BEGIN

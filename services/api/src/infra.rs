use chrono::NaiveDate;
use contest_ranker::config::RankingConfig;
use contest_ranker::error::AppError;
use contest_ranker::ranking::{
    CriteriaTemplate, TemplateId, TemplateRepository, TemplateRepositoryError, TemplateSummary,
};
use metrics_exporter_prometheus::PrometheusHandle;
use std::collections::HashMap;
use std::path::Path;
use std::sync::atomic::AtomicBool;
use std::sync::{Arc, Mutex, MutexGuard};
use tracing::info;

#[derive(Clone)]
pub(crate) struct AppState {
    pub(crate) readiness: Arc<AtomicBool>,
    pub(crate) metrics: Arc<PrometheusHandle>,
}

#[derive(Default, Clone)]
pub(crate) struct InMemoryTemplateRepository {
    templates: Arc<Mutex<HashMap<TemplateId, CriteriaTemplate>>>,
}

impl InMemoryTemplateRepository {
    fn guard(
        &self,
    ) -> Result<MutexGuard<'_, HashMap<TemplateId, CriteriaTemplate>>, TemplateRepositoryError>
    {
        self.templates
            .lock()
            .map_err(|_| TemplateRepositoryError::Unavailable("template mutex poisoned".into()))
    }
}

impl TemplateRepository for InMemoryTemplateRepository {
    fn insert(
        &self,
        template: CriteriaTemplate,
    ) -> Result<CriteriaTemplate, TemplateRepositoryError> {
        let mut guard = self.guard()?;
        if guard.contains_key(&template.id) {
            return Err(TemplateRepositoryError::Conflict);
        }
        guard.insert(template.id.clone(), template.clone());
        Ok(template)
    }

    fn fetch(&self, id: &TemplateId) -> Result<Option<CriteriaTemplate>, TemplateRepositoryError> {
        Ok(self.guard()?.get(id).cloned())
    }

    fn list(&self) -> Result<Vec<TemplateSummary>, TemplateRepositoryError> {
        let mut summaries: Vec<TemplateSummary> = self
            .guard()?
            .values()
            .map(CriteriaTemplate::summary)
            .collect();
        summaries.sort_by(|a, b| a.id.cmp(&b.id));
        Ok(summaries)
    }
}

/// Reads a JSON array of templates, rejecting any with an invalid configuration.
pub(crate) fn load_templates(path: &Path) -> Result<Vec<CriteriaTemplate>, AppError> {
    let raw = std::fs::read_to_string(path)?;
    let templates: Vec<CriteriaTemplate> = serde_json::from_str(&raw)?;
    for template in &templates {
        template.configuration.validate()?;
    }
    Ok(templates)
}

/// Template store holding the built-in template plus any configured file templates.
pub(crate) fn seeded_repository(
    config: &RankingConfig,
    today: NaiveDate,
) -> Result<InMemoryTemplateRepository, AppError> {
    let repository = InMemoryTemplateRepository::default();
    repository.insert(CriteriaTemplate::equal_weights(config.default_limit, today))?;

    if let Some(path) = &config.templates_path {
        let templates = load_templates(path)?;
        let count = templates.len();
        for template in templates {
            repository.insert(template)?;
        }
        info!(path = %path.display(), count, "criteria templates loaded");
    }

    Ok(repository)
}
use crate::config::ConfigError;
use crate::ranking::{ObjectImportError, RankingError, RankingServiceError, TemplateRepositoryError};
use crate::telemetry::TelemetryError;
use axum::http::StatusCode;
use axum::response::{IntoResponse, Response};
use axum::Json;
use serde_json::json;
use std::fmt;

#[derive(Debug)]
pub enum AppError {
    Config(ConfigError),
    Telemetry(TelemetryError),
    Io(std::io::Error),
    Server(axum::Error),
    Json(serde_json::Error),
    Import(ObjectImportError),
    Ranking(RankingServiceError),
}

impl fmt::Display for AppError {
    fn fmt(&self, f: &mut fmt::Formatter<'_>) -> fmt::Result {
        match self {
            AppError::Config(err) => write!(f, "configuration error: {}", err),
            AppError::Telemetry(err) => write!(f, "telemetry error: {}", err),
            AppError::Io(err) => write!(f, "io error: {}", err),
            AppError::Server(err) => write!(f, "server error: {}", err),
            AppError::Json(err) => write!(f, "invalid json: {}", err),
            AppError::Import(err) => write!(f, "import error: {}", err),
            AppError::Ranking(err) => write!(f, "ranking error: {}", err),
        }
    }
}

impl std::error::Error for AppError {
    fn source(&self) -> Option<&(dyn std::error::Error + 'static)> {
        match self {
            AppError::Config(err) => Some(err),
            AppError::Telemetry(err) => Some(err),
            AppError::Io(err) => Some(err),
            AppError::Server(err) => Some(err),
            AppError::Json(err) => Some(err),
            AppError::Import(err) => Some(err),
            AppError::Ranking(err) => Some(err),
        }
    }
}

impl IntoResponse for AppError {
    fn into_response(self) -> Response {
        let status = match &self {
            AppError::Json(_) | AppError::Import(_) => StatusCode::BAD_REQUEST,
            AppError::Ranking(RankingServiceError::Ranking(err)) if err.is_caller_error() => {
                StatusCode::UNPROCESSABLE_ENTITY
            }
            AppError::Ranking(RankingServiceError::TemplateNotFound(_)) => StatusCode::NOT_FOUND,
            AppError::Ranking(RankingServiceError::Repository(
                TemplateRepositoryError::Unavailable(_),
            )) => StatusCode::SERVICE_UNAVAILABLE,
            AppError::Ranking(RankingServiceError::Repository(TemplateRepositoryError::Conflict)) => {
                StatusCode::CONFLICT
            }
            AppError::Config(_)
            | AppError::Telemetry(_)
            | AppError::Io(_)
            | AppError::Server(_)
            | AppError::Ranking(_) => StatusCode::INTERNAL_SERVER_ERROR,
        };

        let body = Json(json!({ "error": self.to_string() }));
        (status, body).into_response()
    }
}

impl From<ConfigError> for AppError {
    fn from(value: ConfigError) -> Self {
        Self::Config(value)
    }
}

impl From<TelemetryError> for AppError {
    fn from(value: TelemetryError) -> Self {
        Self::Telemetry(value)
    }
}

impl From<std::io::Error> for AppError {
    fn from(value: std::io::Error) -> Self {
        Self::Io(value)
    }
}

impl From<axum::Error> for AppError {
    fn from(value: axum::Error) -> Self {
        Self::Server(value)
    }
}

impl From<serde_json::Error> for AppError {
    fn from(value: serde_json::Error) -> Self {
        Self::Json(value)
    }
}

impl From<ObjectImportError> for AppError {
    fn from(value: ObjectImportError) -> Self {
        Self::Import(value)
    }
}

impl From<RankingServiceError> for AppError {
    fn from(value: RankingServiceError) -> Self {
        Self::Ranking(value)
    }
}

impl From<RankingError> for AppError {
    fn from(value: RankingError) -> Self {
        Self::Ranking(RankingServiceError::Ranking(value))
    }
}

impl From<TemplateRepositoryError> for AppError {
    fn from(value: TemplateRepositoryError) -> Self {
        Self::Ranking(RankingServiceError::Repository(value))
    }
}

END
BEGIN

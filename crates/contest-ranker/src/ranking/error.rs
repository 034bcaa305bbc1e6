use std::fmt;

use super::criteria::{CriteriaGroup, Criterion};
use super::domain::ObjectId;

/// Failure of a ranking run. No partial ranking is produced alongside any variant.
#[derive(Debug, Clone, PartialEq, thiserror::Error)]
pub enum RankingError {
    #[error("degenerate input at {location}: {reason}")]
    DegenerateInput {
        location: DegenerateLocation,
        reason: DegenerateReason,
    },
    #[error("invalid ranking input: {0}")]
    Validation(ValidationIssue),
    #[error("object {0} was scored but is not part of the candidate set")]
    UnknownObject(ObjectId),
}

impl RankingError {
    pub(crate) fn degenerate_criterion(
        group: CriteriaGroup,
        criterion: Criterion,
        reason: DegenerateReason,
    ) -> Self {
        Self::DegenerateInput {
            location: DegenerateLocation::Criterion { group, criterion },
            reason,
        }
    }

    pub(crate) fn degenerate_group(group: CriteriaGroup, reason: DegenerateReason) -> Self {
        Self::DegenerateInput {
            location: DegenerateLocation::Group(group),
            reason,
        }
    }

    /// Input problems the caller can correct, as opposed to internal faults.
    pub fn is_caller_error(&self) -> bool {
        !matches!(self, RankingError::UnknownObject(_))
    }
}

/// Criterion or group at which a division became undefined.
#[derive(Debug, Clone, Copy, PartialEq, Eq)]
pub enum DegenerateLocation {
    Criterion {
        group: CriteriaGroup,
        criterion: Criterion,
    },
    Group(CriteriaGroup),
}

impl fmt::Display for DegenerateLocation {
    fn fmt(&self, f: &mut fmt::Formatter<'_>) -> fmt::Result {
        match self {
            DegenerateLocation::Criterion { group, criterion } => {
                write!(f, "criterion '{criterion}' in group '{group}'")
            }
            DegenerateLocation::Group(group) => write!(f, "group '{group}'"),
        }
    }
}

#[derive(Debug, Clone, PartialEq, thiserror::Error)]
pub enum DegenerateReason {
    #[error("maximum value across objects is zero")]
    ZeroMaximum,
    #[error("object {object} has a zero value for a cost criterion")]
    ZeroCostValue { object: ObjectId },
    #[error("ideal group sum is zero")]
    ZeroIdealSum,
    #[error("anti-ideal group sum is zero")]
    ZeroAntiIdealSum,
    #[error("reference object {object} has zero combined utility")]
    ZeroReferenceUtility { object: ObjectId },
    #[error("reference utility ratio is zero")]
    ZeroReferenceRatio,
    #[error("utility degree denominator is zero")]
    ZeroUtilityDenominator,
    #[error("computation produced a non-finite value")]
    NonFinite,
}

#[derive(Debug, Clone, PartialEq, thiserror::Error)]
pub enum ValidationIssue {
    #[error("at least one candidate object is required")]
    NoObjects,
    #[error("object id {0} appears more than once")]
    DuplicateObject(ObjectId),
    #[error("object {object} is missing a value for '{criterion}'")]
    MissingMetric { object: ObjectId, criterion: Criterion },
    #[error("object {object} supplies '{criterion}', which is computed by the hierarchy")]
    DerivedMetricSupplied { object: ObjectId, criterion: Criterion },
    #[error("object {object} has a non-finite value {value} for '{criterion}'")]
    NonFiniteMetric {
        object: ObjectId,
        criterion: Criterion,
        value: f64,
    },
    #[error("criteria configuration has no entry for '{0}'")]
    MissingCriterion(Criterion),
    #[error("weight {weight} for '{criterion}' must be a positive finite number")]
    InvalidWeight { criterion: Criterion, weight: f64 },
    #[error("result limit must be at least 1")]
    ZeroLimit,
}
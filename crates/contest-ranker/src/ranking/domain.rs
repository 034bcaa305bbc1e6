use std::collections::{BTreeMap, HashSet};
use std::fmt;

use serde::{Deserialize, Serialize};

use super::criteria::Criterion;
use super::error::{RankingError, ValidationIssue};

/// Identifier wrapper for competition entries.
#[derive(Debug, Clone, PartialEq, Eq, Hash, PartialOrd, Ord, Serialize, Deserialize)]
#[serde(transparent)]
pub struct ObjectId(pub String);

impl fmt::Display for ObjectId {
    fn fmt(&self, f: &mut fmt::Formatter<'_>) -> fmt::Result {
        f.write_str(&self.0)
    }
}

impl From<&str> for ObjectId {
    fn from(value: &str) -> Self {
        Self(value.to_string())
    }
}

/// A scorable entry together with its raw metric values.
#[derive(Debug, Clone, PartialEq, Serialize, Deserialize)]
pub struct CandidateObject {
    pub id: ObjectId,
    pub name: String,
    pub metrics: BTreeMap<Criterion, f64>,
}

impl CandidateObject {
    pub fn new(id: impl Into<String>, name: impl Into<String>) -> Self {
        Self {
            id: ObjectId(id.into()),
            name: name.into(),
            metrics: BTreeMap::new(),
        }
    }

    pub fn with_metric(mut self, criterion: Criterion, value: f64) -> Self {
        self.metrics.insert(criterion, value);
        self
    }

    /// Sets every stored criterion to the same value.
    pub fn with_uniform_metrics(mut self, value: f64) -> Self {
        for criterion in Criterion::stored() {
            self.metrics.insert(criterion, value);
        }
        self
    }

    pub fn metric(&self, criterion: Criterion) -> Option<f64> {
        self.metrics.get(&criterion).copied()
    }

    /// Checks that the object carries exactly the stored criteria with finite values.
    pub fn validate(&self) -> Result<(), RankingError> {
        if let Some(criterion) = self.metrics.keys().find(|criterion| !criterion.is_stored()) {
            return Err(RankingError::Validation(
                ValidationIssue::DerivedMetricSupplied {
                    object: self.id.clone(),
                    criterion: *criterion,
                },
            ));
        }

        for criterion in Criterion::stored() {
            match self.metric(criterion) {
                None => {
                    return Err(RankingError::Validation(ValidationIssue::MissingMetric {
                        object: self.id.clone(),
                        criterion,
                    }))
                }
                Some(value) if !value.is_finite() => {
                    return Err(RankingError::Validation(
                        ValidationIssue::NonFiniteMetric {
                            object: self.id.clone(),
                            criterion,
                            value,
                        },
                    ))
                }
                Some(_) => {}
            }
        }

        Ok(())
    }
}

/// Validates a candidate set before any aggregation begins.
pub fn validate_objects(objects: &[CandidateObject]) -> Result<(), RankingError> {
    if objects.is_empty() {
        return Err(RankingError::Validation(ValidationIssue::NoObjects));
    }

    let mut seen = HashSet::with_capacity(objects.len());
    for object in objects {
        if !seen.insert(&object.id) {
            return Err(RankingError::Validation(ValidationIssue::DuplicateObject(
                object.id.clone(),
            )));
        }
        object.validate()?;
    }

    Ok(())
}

END

Exercise aim: The answer should be only the number of lines in the data that include "info".

Answer for the task: 2